We report the pre-computation time (in millisecond) of each query (average over 10k queries). Two input settings are evaluated, "single query" and "multiple queries" (50 queries in a batch). The time consumption is measured on a workstation, equiped with Intel Xeon E5-2640 CPU @ 2.50GHz (single-threaded).
Method | Time Complexity | 128 x 1 | 128 x 50 | 960 x 1 | 960 x 50 |
---|---|---|---|---|---|
PQ | D * K | 0.024 / 0.015 | 0.025 / 0.004 | 0.247 / 0.048 | 0.232 / 0.018 |
OPQ | D * D + D * K | 0.044 / 0.017 | 0.040 / 0.005 | 1.177 / 0.178 | 1.190 / 0.075 |
CQ | D * M * K | 0.271 / 0.050 | 0.252 / 0.018 | 2.004 / 0.306 | 1.992 / 0.130 |
SCQ | D * K | 0.050 / 0.053 | 0.048 / 0.014 | 0.272 / 0.171 | 0.270 / 0.112 |
TQ | 2 * D * K | 0.058 / 0.020 | 0.056 / 0.006 | 0.489 / 0.094 | 0.488 / 0.037 |
Note: for query size X x Y, X is the number of feature dimensions, and Y is the number of queries in each input batch. The first time is for the built-in implementation, and the second time is for the MKL-based implementation. We choose SCQ's sparsity so that its complexity is the same as that of PQ.
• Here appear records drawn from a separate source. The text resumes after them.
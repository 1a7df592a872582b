//! Static option schema
//!
//! The schema lists every recognised filter option in rendering order.
//! Defaults are derived from the option type: sets select everything,
//! strings and lists are empty, the flag is unset and results are unsorted.

use super::set::EnumSet;
use super::value::{Flag, OptionValue, SortOrder};
use crate::enumerant::Enumerant;

pub const OPTION_COUNT: usize = 11;

/// Position of an option in the schema
#[derive(Debug, Clone, Copy, PartialEq, Eq, Hash)]
pub enum OptionId {
    Entity,
    MType,
    VType,
    CType,
    Linkage,
    Quals,
    Virtual,
    Bases,
    CPath,
    Constexpr,
    Sort,
}

impl OptionId {
    pub const ALL: [OptionId; OPTION_COUNT] = [
        OptionId::Entity,
        OptionId::MType,
        OptionId::VType,
        OptionId::CType,
        OptionId::Linkage,
        OptionId::Quals,
        OptionId::Virtual,
        OptionId::Bases,
        OptionId::CPath,
        OptionId::Constexpr,
        OptionId::Sort,
    ];

    pub fn index(self) -> usize {
        self as usize
    }

    pub fn spec(self) -> &'static OptionSpec {
        &SCHEMA[self.index()]
    }

    pub fn name(self) -> &'static str {
        self.spec().name
    }

    /// Case-insensitive lookup by option name
    pub fn from_name(name: &str) -> Option<Self> {
        SCHEMA
            .iter()
            .find(|spec| spec.name.eq_ignore_ascii_case(name))
            .map(|spec| spec.id)
    }
}

impl std::fmt::Display for OptionId {
    fn fmt(&self, f: &mut std::fmt::Formatter<'_>) -> std::fmt::Result {
        f.write_str(self.name())
    }
}

/// Value type of an option
#[derive(Debug, Clone, Copy, PartialEq, Eq, Hash)]
pub enum OptionType {
    KindSet,
    OwnershipSet,
    ValueCategorySet,
    CompoundSet,
    LinkageSet,
    QualifierSet,
    VirtualitySet,
    List,
    Text,
    Flag,
    Sort,
}

impl OptionType {
    pub fn default_value(self) -> OptionValue {
        match self {
            OptionType::KindSet => OptionValue::Kinds(EnumSet::all()),
            OptionType::OwnershipSet => OptionValue::Ownership(EnumSet::all()),
            OptionType::ValueCategorySet => OptionValue::ValueCategories(EnumSet::all()),
            OptionType::CompoundSet => OptionValue::Compounds(EnumSet::all()),
            OptionType::LinkageSet => OptionValue::Linkages(EnumSet::all()),
            OptionType::QualifierSet => OptionValue::Qualifiers(EnumSet::all()),
            OptionType::VirtualitySet => OptionValue::Virtuality(EnumSet::all()),
            OptionType::List => OptionValue::List(Vec::new()),
            OptionType::Text => OptionValue::Text(String::new()),
            OptionType::Flag => OptionValue::Flag(Flag::Unset),
            OptionType::Sort => OptionValue::Sort(SortOrder::default()),
        }
    }

    /// Parse a raw token value. On failure returns the piece that did not resolve.
    pub fn parse(self, raw: &str) -> Result<OptionValue, String> {
        Ok(match self {
            OptionType::KindSet => OptionValue::Kinds(parse_set(raw)?),
            OptionType::OwnershipSet => OptionValue::Ownership(parse_set(raw)?),
            OptionType::ValueCategorySet => OptionValue::ValueCategories(parse_set(raw)?),
            OptionType::CompoundSet => OptionValue::Compounds(parse_set(raw)?),
            OptionType::LinkageSet => OptionValue::Linkages(parse_set(raw)?),
            OptionType::QualifierSet => OptionValue::Qualifiers(parse_set(raw)?),
            OptionType::VirtualitySet => OptionValue::Virtuality(parse_set(raw)?),
            OptionType::List => OptionValue::List(
                pieces(raw).map(str::to_string).collect(),
            ),
            OptionType::Text => OptionValue::Text(raw.to_string()),
            OptionType::Flag => OptionValue::Flag(raw.parse().map_err(|_| raw.to_string())?),
            OptionType::Sort => OptionValue::Sort(raw.parse().map_err(|_| raw.to_string())?),
        })
    }
}

fn pieces(raw: &str) -> impl Iterator<Item = &str> {
    raw.split(',').filter(|piece| !piece.is_empty())
}

fn parse_set<T>(raw: &str) -> Result<EnumSet<T>, String>
where
    T: Enumerant + std::str::FromStr,
{
    pieces(raw)
        .map(|piece| piece.parse::<T>().map_err(|_| piece.to_string()))
        .collect()
}

/// Schema entry
#[derive(Debug)]
pub struct OptionSpec {
    pub id: OptionId,
    pub name: &'static str,
    pub kind: OptionType,
    pub description: &'static str,
}

impl OptionSpec {
    pub fn default_value(&self) -> OptionValue {
        self.kind.default_value()
    }
}

pub static SCHEMA: [OptionSpec; OPTION_COUNT] = [
    OptionSpec {
        id: OptionId::Entity,
        name: "entity",
        kind: OptionType::KindSet,
        description: "Kinds of symbol to list: Namespace, Class, Enum, Function, Field, TypeAlias",
    },
    OptionSpec {
        id: OptionId::MType,
        name: "mtype",
        kind: OptionType::OwnershipSet,
        description: "Ownership of functions and fields: Free, Member, Static, Friend",
    },
    OptionSpec {
        id: OptionId::VType,
        name: "vtype",
        kind: OptionType::ValueCategorySet,
        description: "Reference qualifier: Value, LValueRef (&), RValueRef (&&)",
    },
    OptionSpec {
        id: OptionId::CType,
        name: "ctype",
        kind: OptionType::CompoundSet,
        description: "Compound type of classes and enums: Class, Struct, Union, Enum, EnumClass",
    },
    OptionSpec {
        id: OptionId::Linkage,
        name: "linkage",
        kind: OptionType::LinkageSet,
        description: "Linkage of functions and fields: Internal, External",
    },
    OptionSpec {
        id: OptionId::Quals,
        name: "quals",
        kind: OptionType::QualifierSet,
        description: "cv-qualifiers: Normal, Const, Volatile, ConstVolatile",
    },
    OptionSpec {
        id: OptionId::Virtual,
        name: "virtual",
        kind: OptionType::VirtualitySet,
        description: "Virtuality of functions: False, True, Pure",
    },
    OptionSpec {
        id: OptionId::Bases,
        name: "bases",
        kind: OptionType::List,
        description: "Base classes, comma separated; prefix with @ to match direct bases only",
    },
    OptionSpec {
        id: OptionId::CPath,
        name: "cpath",
        kind: OptionType::Text,
        description: "Qualified name prefix",
    },
    OptionSpec {
        id: OptionId::Constexpr,
        name: "constexpr",
        kind: OptionType::Flag,
        description: "Only constexpr (true) or non-constexpr (false) functions and fields",
    },
    OptionSpec {
        id: OptionId::Sort,
        name: "sort",
        kind: OptionType::Sort,
        description: "Order by qualified name: None, Asc, Desc",
    },
];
- MKL's BLAS routine is much more powerful than the built-in implementation, and its advantage grows as the input batch size increases.
- MKL's SparseBLAS routine is also slightly better than the built-in version, but less efficient than the BLAS routine (comparing PQ and SCQ).
- TQ is more efficient than SCQ due to its structured sparsity.